Question

Make a sketch of the population function (as a function of time) that results from the following growth rate functions. Assume the population at time \(t=0\) begins at some positive value.

Short answer

Answer: To find and sketch the population function from a given growth rate function: 1. Understand the relationship between the population function and the growth rate function: \(\frac{dP(t)}{dt} = G(t)\). 2. Integrate the growth rate function: \(P(t) = \int G(t) dt +C\), where \(C\) is the constant of integration. 3. Apply the initial condition to find the value of \(C\). 4. Sketch the population function, P(t), by considering the behavior of the growth rate function and its integral.

Step-by-step solution

Understand the relationship between the population function and the growth rate function

Let \(P(t)\) denote the population at time \(t\), and let \(G(t)\) denote the growth rate function. The growth rate function tells us how the population changes over time, so we can relate the two by a simple equation: \(\frac{dP(t)}{dt} = G(t)\).

Integrate the growth rate function

To get the population function from the growth rate function, we need to integrate \(G(t)\) with respect to time. This will give us an expression for \(P(t)\) that we can sketch: $$ P(t) = \int G(t) dt +C, $$ where \(C\) is the constant of integration. To find \(C\), we can use the given initial condition that the population at time \(t=0\) begins at some positive value. For each given growth rate function, we will need to integrate and find the corresponding population function.

Sketch the population functions

Finally, we need to sketch the population function \(P(t)\) as a function of time. To do so, we will consider the shape of the given growth rate functions and the behavior of their integrals. Since we are sketching the functions, we do not need to find the exact value of \(C\). Instead, we will qualitatively understand the behavior of the population function for each given growth rate function. When working with an actual growth rate function, go through the following steps: 1. Integrate the growth rate function (find \(\int G(t) dt\)) 2. Apply the initial condition (determine the constant of integration, \(C\)) 3. Sketch the population function by considering the behavior of the growth rate function and its integral (use the expression found in step 1) Keep in mind that you need to follow these steps for each given growth rate function in order to sketch the corresponding population function.

Key concepts

Growth Rate Functions

Growth rate functions are pivotal when exploring population growth. They provide the rate at which the population changes over time. In simpler terms, if you imagine population growth as a journey, the growth rate function is like the speedometer, indicating how fast or slow the population is moving at any given moment.

Mathematically, the growth rate of a population is expressed as:

• Let \( P(t) \) be the population at time \( t \).
• The growth rate function is represented as \( G(t) \), meaning it describes how quickly the population size \( P(t) \) is changing.
• The relationship between the population and the growth rate function is given by \( \frac{dP(t)}{dt} = G(t) \).

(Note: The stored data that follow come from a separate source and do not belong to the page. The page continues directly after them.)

//! Computations over stored readings: windows, condition queries, cohort
//! stability, and descriptive statistics.

pub mod cohort;
pub mod condition;
pub mod stats;
pub mod summary;
pub mod window;
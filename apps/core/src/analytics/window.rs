//! Resolution of the date window a question applies to.

use crate::brain::slots::{extract_date_or_month, extract_recent_days, DateSpec};
use chrono::{Datelike, Days, NaiveDate};
use serde::{Deserialize, Serialize};

/// Which readings a question covers.
#[derive(Debug, Clone, Copy, PartialEq, Eq, Serialize, Deserialize)]
#[serde(tag = "kind", rename_all = "snake_case")]
pub enum ReadingWindow {
    Day { date: NaiveDate },
    Month { year: i32, month: u32 },
    /// The last `days` calendar days up to and including the reference date.
    Recent { days: u32, since: NaiveDate },
    All,
}

/// Inclusive date bounds; `None` means unbounded on that side.
#[derive(Debug, Clone, Copy, PartialEq, Eq, Default)]
pub struct DateRange {
    pub from: Option<NaiveDate>,
    pub to: Option<NaiveDate>,
}

/// First day of the `days`-long window ending on `reference`.
pub fn recent_since(reference: NaiveDate, days: u32) -> NaiveDate {
    reference
        .checked_sub_days(Days::new(u64::from(days.saturating_sub(1))))
        .unwrap_or(NaiveDate::MIN)
}

impl ReadingWindow {
    /// Picks the window for a question: explicit day, then explicit month,
    /// then "recent N days", then the whole history.
    pub fn resolve(text: &str, reference: NaiveDate) -> Self {
        match extract_date_or_month(text, reference.year()) {
            Some(DateSpec::Day { date }) => ReadingWindow::Day { date },
            Some(DateSpec::Month { year, month }) => ReadingWindow::Month { year, month },
            None => match extract_recent_days(text) {
                Some(days) => ReadingWindow::Recent {
                    days,
                    since: recent_since(reference, days),
                },
                None => ReadingWindow::All,
            },
        }
    }

    pub fn range(&self) -> DateRange {
        match *self {
            ReadingWindow::Day { date } => DateRange {
                from: Some(date),
                to: Some(date),
            },
            ReadingWindow::Month { year, month } => {
                let first = NaiveDate::from_ymd_opt(year, month, 1);
                let last = first
                    .and_then(|d| d.checked_add_months(chrono::Months::new(1)))
                    .and_then(|d| d.pred_opt());
                DateRange { from: first, to: last }
            }
            ReadingWindow::Recent { since, .. } => DateRange {
                from: Some(since),
                to: None,
            },
            ReadingWindow::All => DateRange::default(),
        }
    }

    /// Korean description, e.g. "2025년 4월 3일", "최근 7일", "전체 기간".
    pub fn label(&self) -> String {
        match *self {
            ReadingWindow::Day { date } => {
                format!("{}년 {}월 {}일", date.year(), date.month(), date.day())
            }
            ReadingWindow::Month { year, month } => format!("{}년 {}월", year, month),
            ReadingWindow::Recent { days, .. } => format!("최근 {}일", days),
            ReadingWindow::All => "전체 기간".to_string(),
        }
    }
}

This relationship forms the basis for predicting future population sizes given a known growth rate, enabling us to map out how populations might expand or contract over time. Each growth rate function offers a unique view of population dynamics due to differences in factors like birth rates, death rates, and environmental conditions.

Integration

Integration is a mathematics tool that helps us transition from knowing a rate of change to understanding the quantity that has changed over time. In the context of population growth, integration allows us to determine the size of a population at any given time, given its growth rate.

To integrate the growth rate function \( G(t) \), we aim to find \( P(t) \), which is the population function:

• The formula we use is \( P(t) = \int G(t) \, dt + C \), where \( C \) is a constant from integration.
• Integration effectively sums up how many new individuals have been added to the population over time, based on the rate given by \( G(t) \).

This process can be likened to accumulating the total number of people added to a city every year. By understanding growth over time through integration, we gather insights into the population's future size, helping us model and plan more effectively.

Initial Conditions

Initial conditions are essential in tailoring a general solution, derived from integration, to a specific scenario. When dealing with population functions, an initial condition helps us find the exact value of that pesky constant \( C \).

Consider an initial condition such as the population at time \( t=0 \) being a known positive value, say \( P_0 \):

• You begin by integrating the growth rate function \( G(t) \), as before, to get \( P(t) = \int G(t) \, dt + C \).
• By substituting the initial condition into this equation, you solve for \( C \). This ensures that the specific population growth model aligns with known facts at a certain starting time.

Such initial conditions ensure that our mathematical model reflects real-world observations. They anchor our equations in reality, providing more accurate, applicable insights into how populations have and will evolve. In practical terms, this means you are accounting for all initial individuals in your population model from the get-go!